To the one starting, everything is a new adventure, with a “point zero” in which everything begins anew. For me, January 6th, 2016 will always be the day I started at Mercy College. Everything will be measured from that day going onward, a new life sprouting from a definitive point.
And yet, Mercy has not started anew just because I happened to pass through the doors. It is this thing, this 100+ year old thing, which has lived longer than any of us. It has multiple contours that each face points to, whether the face is walking through the halls or adorning the walls. How will my start join this life that’s heart has already been beating through many decades? How will the vision of “the veterans,” who have “seen it all,” match up with my eyes that see all things in a newborn glow?
And yet, I, too am this living thing that has been doing the sort of things that living things do, quite naturally and without thinking about it, for a fair amount of time as well. Everyday seems to remind me of something that I had already done is some other capacity. Indeed, among the many benefits of coming to a new job, an overlooked one, is this: all of my old stories and jokes are new again. I can be interesting to people once more!

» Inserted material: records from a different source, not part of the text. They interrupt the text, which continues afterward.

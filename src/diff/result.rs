//! Change model: single field changes and the bundles they are reported in.

use crate::model::Node;
use serde::{Serialize, Serializer};
use serde_yaml::Value;
use std::fmt;
use std::sync::Arc;

/// Kind of a single change.
#[derive(Debug, Clone, Copy, PartialEq, Eq, Hash, Serialize)]
#[serde(rename_all = "snake_case")]
pub enum ChangeType {
    /// A value changed.
    Modified,
    /// A scalar property appeared.
    PropertyAdded,
    /// A scalar property disappeared.
    PropertyRemoved,
    /// An object or map entry appeared.
    ObjectAdded,
    /// An object or map entry disappeared.
    ObjectRemoved,
}

impl ChangeType {
    #[must_use]
    pub const fn is_addition(&self) -> bool {
        matches!(self, Self::PropertyAdded | Self::ObjectAdded)
    }

    #[must_use]
    pub const fn is_removal(&self) -> bool {
        matches!(self, Self::PropertyRemoved | Self::ObjectRemoved)
    }
}

impl fmt::Display for ChangeType {
    fn fmt(&self, f: &mut fmt::Formatter<'_>) -> fmt::Result {
        let name = match self {
            Self::Modified => "modified",
            Self::PropertyAdded => "property added",
            Self::PropertyRemoved => "property removed",
            Self::ObjectAdded => "object added",
            Self::ObjectRemoved => "object removed",
        };
        write!(f, "{name}")
    }
}

/// Source position of a changed value.
#[derive(Debug, Clone, Copy, PartialEq, Eq, Serialize)]
pub struct Position {
    pub line: usize,
    pub column: usize,
}

/// One field-level difference between two documents.
///
/// Nodes point into the compared documents, so a change can always be
/// located in the original (left) and new (right) text.
#[derive(Debug, Clone, Serialize)]
pub struct Change {
    pub change_type: ChangeType,
    /// Name of the changed field or map key.
    pub property: String,
    pub original: Option<Value>,
    pub new: Option<Value>,
    #[serde(rename = "left", serialize_with = "serialize_position")]
    pub left_node: Option<Arc<Node>>,
    #[serde(rename = "right", serialize_with = "serialize_position")]
    pub right_node: Option<Arc<Node>>,
    pub breaking: bool,
}

impl Change {
    /// Create a change, taking values from the nodes.
    #[must_use]
    pub fn new(
        change_type: ChangeType,
        property: impl Into<String>,
        left_node: Option<&Arc<Node>>,
        right_node: Option<&Arc<Node>>,
        breaking: bool,
    ) -> Self {
        Self {
            change_type,
            property: property.into(),
            original: left_node.map(|n| n.to_value()),
            new: right_node.map(|n| n.to_value()),
            left_node: left_node.cloned(),
            right_node: right_node.cloned(),
            breaking,
        }
    }

    /// Position of the original value.
    #[must_use]
    pub fn left_position(&self) -> Option<Position> {
        self.left_node.as_deref().map(position)
    }

    /// Position of the new value.
    #[must_use]
    pub fn right_position(&self) -> Option<Position> {
        self.right_node.as_deref().map(position)
    }
}

impl fmt::Display for Change {
    fn fmt(&self, f: &mut fmt::Formatter<'_>) -> fmt::Result {
        write!(f, "{} {}", self.property, self.change_type)?;
        if let Some(pos) = self.right_position().or_else(|| self.left_position()) {
            write!(f, " (line {}, column {})", pos.line, pos.column)?;
        }
        if self.breaking {
            write!(f, " [breaking]")?;
        }
        Ok(())
    }
}

fn position(node: &Node) -> Position {
    Position {
        line: node.line,
        column: node.column,
    }
}

fn serialize_position<S: Serializer>(
    node: &Option<Arc<Node>>,
    serializer: S,
) -> Result<S::Ok, S::Error> {
    node.as_deref().map(position).serialize(serializer)
}

/// Changes made directly to one object's own properties.
#[derive(Debug, Clone, Default, Serialize)]
pub struct PropertyChanges {
    pub changes: Vec<Change>,
}

impl PropertyChanges {
    #[must_use]
    pub fn new(changes: Vec<Change>) -> Self {
        Self { changes }
    }

    #[must_use]
    pub fn is_empty(&self) -> bool {
        self.changes.is_empty()
    }

    /// Find the change reported for `property`.
    #[must_use]
    pub fn find(&self, property: &str) -> Option<&Change> {
        self.changes.iter().find(|c| c.property == property)
    }
}
//! Document tree nodes.
//!
//! A [`Node`] is the generic, position-carrying tree produced by the parser.
//! Nodes are shared through [`Arc`] so every reference wrapper in the built
//! model can point at the exact node it was decoded from.

use serde_yaml::{Mapping, Number, Value};
use std::fmt;
use std::sync::Arc;

/// Key that marks a reference node.
pub const REF_LABEL: &str = "$ref";

/// Prefix of vendor extension keys.
pub const EXTENSION_PREFIX: &str = "x-";

/// Structural kind of a node.
#[derive(Debug, Clone, Copy, PartialEq, Eq, Hash)]
pub enum NodeKind {
    Scalar,
    Mapping,
    Sequence,
    Alias,
}

/// Resolved tag of a node, following the YAML 1.2 core schema.
#[derive(Debug, Clone, Copy, PartialEq, Eq, Hash)]
pub enum Tag {
    Str,
    Int,
    Float,
    Bool,
    Null,
    Map,
    Seq,
}

impl Tag {
    /// Resolve the tag of a plain (unquoted) scalar.
    #[must_use]
    pub fn resolve_plain(value: &str) -> Self {
        match value {
            "" | "~" | "null" | "Null" | "NULL" => return Self::Null,
            "true" | "True" | "TRUE" | "false" | "False" | "FALSE" => return Self::Bool,
            ".inf" | ".Inf" | ".INF" | "+.inf" | "+.Inf" | "+.INF" | "-.inf" | "-.Inf"
            | "-.INF" | ".nan" | ".NaN" | ".NAN" => return Self::Float,
            _ => {}
        }
        if parse_int(value).is_some() {
            Self::Int
        } else if looks_like_float(value) {
            Self::Float
        } else {
            Self::Str
        }
    }

    /// Short YAML name of the tag, e.g. `!!str`.
    #[must_use]
    pub const fn short_name(&self) -> &'static str {
        match self {
            Self::Str => "!!str",
            Self::Int => "!!int",
            Self::Float => "!!float",
            Self::Bool => "!!bool",
            Self::Null => "!!null",
            Self::Map => "!!map",
            Self::Seq => "!!seq",
        }
    }
}

/// A node in a parsed document tree.
///
/// Mapping content is stored interleaved (`key, value, key, value, ...`),
/// sequence content is stored in order. Lines and columns are 1-based.
#[derive(Debug, Clone, PartialEq)]
pub struct Node {
    pub kind: NodeKind,
    pub tag: Tag,
    /// Scalar text; empty for collections.
    pub value: String,
    /// Anchor id assigned by the parser, if the node was anchored.
    pub anchor_id: Option<usize>,
    pub content: Vec<Arc<Node>>,
    /// Target of an alias node.
    pub alias: Option<Arc<Node>>,
    pub line: usize,
    pub column: usize,
}

impl Node {
    /// Create a scalar node with an explicit tag.
    #[must_use]
    pub fn scalar(value: impl Into<String>, tag: Tag, line: usize, column: usize) -> Self {
        Self {
            kind: NodeKind::Scalar,
            tag,
            value: value.into(),
            anchor_id: None,
            content: Vec::new(),
            alias: None,
            line,
            column,
        }
    }

    /// Create a string scalar node.
    #[must_use]
    pub fn string(value: impl Into<String>, line: usize, column: usize) -> Self {
        Self::scalar(value, Tag::Str, line, column)
    }

    /// Create a mapping node from interleaved key/value content.
    #[must_use]
    pub fn mapping(content: Vec<Arc<Node>>, line: usize, column: usize) -> Self {
        Self {
            kind: NodeKind::Mapping,
            tag: Tag::Map,
            value: String::new(),
            anchor_id: None,
            content,
            alias: None,
            line,
            column,
        }
    }

    /// Create a sequence node.
    #[must_use]
    pub fn sequence(content: Vec<Arc<Node>>, line: usize, column: usize) -> Self {
        Self {
            kind: NodeKind::Sequence,
            tag: Tag::Seq,
            value: String::new(),
            anchor_id: None,
            content,
            alias: None,
            line,
            column,
        }
    }

    /// Create an alias node pointing at an anchored node.
    #[must_use]
    pub fn alias_of(target: Arc<Node>, line: usize, column: usize) -> Self {
        Self {
            kind: NodeKind::Alias,
            tag: target.tag,
            value: String::new(),
            anchor_id: None,
            content: Vec::new(),
            alias: Some(target),
            line,
            column,
        }
    }

    #[must_use]
    pub fn is_mapping(&self) -> bool {
        self.kind == NodeKind::Mapping
    }

    #[must_use]
    pub fn is_sequence(&self) -> bool {
        self.kind == NodeKind::Sequence
    }

    #[must_use]
    pub fn is_scalar(&self) -> bool {
        self.kind == NodeKind::Scalar
    }

    /// The node an alias points at, or the node itself.
    #[must_use]
    pub fn target(&self) -> &Node {
        self.alias.as_deref().unwrap_or(self)
    }

    /// Iterate over the key/value pairs of a mapping node.
    ///
    /// Yields nothing for non-mapping nodes.
    pub fn mapping_pairs(&self) -> impl Iterator<Item = (&Arc<Node>, &Arc<Node>)> {
        let content: &[Arc<Node>] = if self.is_mapping() { &self.content } else { &[] };
        content.chunks_exact(2).map(|pair| (&pair[0], &pair[1]))
    }

    /// Find the value node for `label` in a mapping (case-sensitive).
    #[must_use]
    pub fn find_key(&self, label: &str) -> Option<&Arc<Node>> {
        self.find_key_full(label).map(|(_, value)| value)
    }

    /// Find both key and value nodes for `label` in a mapping (case-sensitive).
    #[must_use]
    pub fn find_key_full(&self, label: &str) -> Option<(&Arc<Node>, &Arc<Node>)> {
        self.mapping_pairs().find(|(key, _)| key.value == label)
    }

    /// Whether this node is a reference node: a mapping holding exactly
    /// the `$ref` key.
    #[must_use]
    pub fn is_reference(&self) -> bool {
        self.reference_value().is_some()
    }

    /// Pointer text of a reference node.
    #[must_use]
    pub fn reference_value(&self) -> Option<&str> {
        self.reference_parts().map(|(_, value)| value.value.as_str())
    }

    /// Key and value nodes of a reference node.
    #[must_use]
    pub fn reference_parts(&self) -> Option<(&Arc<Node>, &Arc<Node>)> {
        if !self.is_mapping() || self.content.len() != 2 {
            return None;
        }
        let (key, value) = (&self.content[0], &self.content[1]);
        (key.value == REF_LABEL && value.is_scalar()).then_some((key, value))
    }

    /// Whether this node is a key carrying a vendor extension.
    #[must_use]
    pub fn is_extension_key(&self) -> bool {
        self.value
            .get(..EXTENSION_PREFIX.len())
            .is_some_and(|prefix| prefix.eq_ignore_ascii_case(EXTENSION_PREFIX))
    }

    /// Convert the subtree to a `serde_yaml::Value`, following aliases.
    #[must_use]
    pub fn to_value(&self) -> Value {
        match self.kind {
            NodeKind::Alias => self
                .alias
                .as_ref()
                .map_or(Value::Null, |target| target.to_value()),
            NodeKind::Mapping => {
                let mut mapping = Mapping::with_capacity(self.content.len() / 2);
                for (key, value) in self.mapping_pairs() {
                    mapping.insert(key.to_value(), value.to_value());
                }
                Value::Mapping(mapping)
            }
            NodeKind::Sequence => {
                Value::Sequence(self.content.iter().map(|n| n.to_value()).collect())
            }
            NodeKind::Scalar => self.scalar_value(),
        }
    }

    fn scalar_value(&self) -> Value {
        match self.tag {
            Tag::Null => Value::Null,
            Tag::Bool => Value::Bool(self.value.eq_ignore_ascii_case("true")),
            Tag::Int => parse_int(&self.value).map_or_else(
                || Value::String(self.value.clone()),
                |n| Value::Number(Number::from(n)),
            ),
            Tag::Float => parse_float(&self.value).map_or_else(
                || Value::String(self.value.clone()),
                |f| Value::Number(Number::from(f)),
            ),
            Tag::Str | Tag::Map | Tag::Seq => Value::String(self.value.clone()),
        }
    }
}

/// Follow an alias node to its target; any other node is returned as is.
#[must_use]
pub fn resolve_alias(node: &Arc<Node>) -> Arc<Node> {
    let mut current = Arc::clone(node);
    while let Some(target) = current.alias.clone() {
        current = target;
    }
    current
}

impl fmt::Display for Node {
    fn fmt(&self, f: &mut fmt::Formatter<'_>) -> fmt::Result {
        match self.kind {
            NodeKind::Scalar => write!(f, "{}", self.value),
            _ => write!(f, "{} at {}:{}", self.tag.short_name(), self.line, self.column),
        }
    }
}

/// Parse an integer in YAML 1.2 core notation (decimal, `0x`, `0o`).
pub(crate) fn parse_int(value: &str) -> Option<i64> {
    let (negative, digits) = match value.as_bytes().first()? {
        b'-' => (true, &value[1..]),
        b'+' => (false, &value[1..]),
        _ => (false, value),
    };
    let magnitude = if let Some(hex) = digits.strip_prefix("0x") {
        i64::from_str_radix(hex, 16).ok()?
    } else if let Some(oct) = digits.strip_prefix("0o") {
        i64::from_str_radix(oct, 8).ok()?
    } else if !digits.is_empty() && digits.bytes().all(|b| b.is_ascii_digit()) {
        digits.parse::<i64>().ok()?
    } else {
        return None;
    };
    Some(if negative { -magnitude } else { magnitude })
}

/// Parse a float in YAML 1.2 core notation, including `.inf` and `.nan`.
pub(crate) fn parse_float(value: &str) -> Option<f64> {
    match value.to_ascii_lowercase().as_str() {
        ".inf" | "+.inf" => Some(f64::INFINITY),
        "-.inf" => Some(f64::NEG_INFINITY),
        ".nan" => Some(f64::NAN),
        _ if looks_like_float(value) || parse_int(value).is_some() => value.parse().ok(),
        _ => None,
    }
}

fn looks_like_float(value: &str) -> bool {
    let body = value.trim_start_matches(['-', '+']);
    let has_digit = body.bytes().any(|b| b.is_ascii_digit());
    has_digit
        && body
            .bytes()
            .all(|b| b.is_ascii_digit() || matches!(b, b'.' | b'e' | b'E' | b'-' | b'+'))
        && body.parse::<f64>().is_ok()
}

#[cfg(test)]
mod tests {
    use super::*;

    fn key(value: &str, line: usize) -> Arc<Node> {
        Arc::new(Node::string(value, line, 1))
    }

    #[test]
    fn test_resolve_plain_tags() {
        assert_eq!(Tag::resolve_plain("~"), Tag::Null);
        assert_eq!(Tag::resolve_plain("true"), Tag::Bool);
        assert_eq!(Tag::resolve_plain("42"), Tag::Int);
        assert_eq!(Tag::resolve_plain("-0x1F"), Tag::Int);
        assert_eq!(Tag::resolve_plain("1.0"), Tag::Float);
        assert_eq!(Tag::resolve_plain("1e3"), Tag::Float);
        assert_eq!(Tag::resolve_plain("1.0.0"), Tag::Str);
        assert_eq!(Tag::resolve_plain("yes"), Tag::Str);
        assert_eq!(Tag::resolve_plain("e"), Tag::Str);
    }

    #[test]
    fn test_reference_detection() {
        let reference = Node::mapping(
            vec![key("$ref", 1), key("#/paths/~1pets", 1)],
            1,
            1,
        );
        assert!(reference.is_reference());
        assert_eq!(reference.reference_value(), Some("#/paths/~1pets"));

        let not_reference = Node::mapping(
            vec![key("$ref", 1), key("#/a", 1), key("summary", 2), key("x", 2)],
            1,
            1,
        );
        assert!(!not_reference.is_reference());
    }

    #[test]
    fn test_find_key_is_case_sensitive() {
        let map = Node::mapping(vec![key("Title", 1), key("nope", 1)], 1, 1);
        assert!(map.find_key("title").is_none());
        assert_eq!(map.find_key("Title").map(|n| n.value.as_str()), Some("nope"));
    }

    #[test]
    fn test_extension_key_prefix() {
        assert!(Node::string("x-internal", 1, 1).is_extension_key());
        assert!(Node::string("X-Upper", 1, 1).is_extension_key());
        assert!(!Node::string("xinternal", 1, 1).is_extension_key());
        assert!(!Node::string("x", 1, 1).is_extension_key());
    }

    #[test]
    fn test_to_value_follows_alias() {
        let target = Arc::new(Node::scalar("7", Tag::Int, 1, 1));
        let alias = Arc::new(Node::alias_of(Arc::clone(&target), 2, 1));
        assert_eq!(alias.to_value(), Value::Number(Number::from(7)));
        assert!(Arc::ptr_eq(&resolve_alias(&alias), &target));
    }
}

Now this of course is simply the way of all things. To make a reference the young might not be familiar with, “this old world keeps spinnin’ round” (thank you, Mr. Young). We are born into it and we exit it, and to be human is to have new wine pouring into old wine skins continually, wondering how the whole thing doesn’t burst apart. It is a marvelous thing to consider, but a frightening one as well. It would seem to be why so many of us are scared of change, even though things change all the time. It is, indeed, one of the few things that never does change.
So how can it be possible to wed the new and the old? With good people. With care and attention. By finding ourselves reborn in other people’s rebirths, and learning to love again what we take for granted when other people see it for the first time.
My transition here at Mercy College has indeed been wonderful: even though my family does not join me until May, or I am away from my Mother when she is feeling ill, or this, or that, or many other things besides. The warmth of my welcome is a testament to the peopled history of this living thing, Mercy College itself. My greatest wish in return for this gift I have received is this: that, as I learn to love this place, you all will take the opportunity to see it freshly again with your own eyes as well.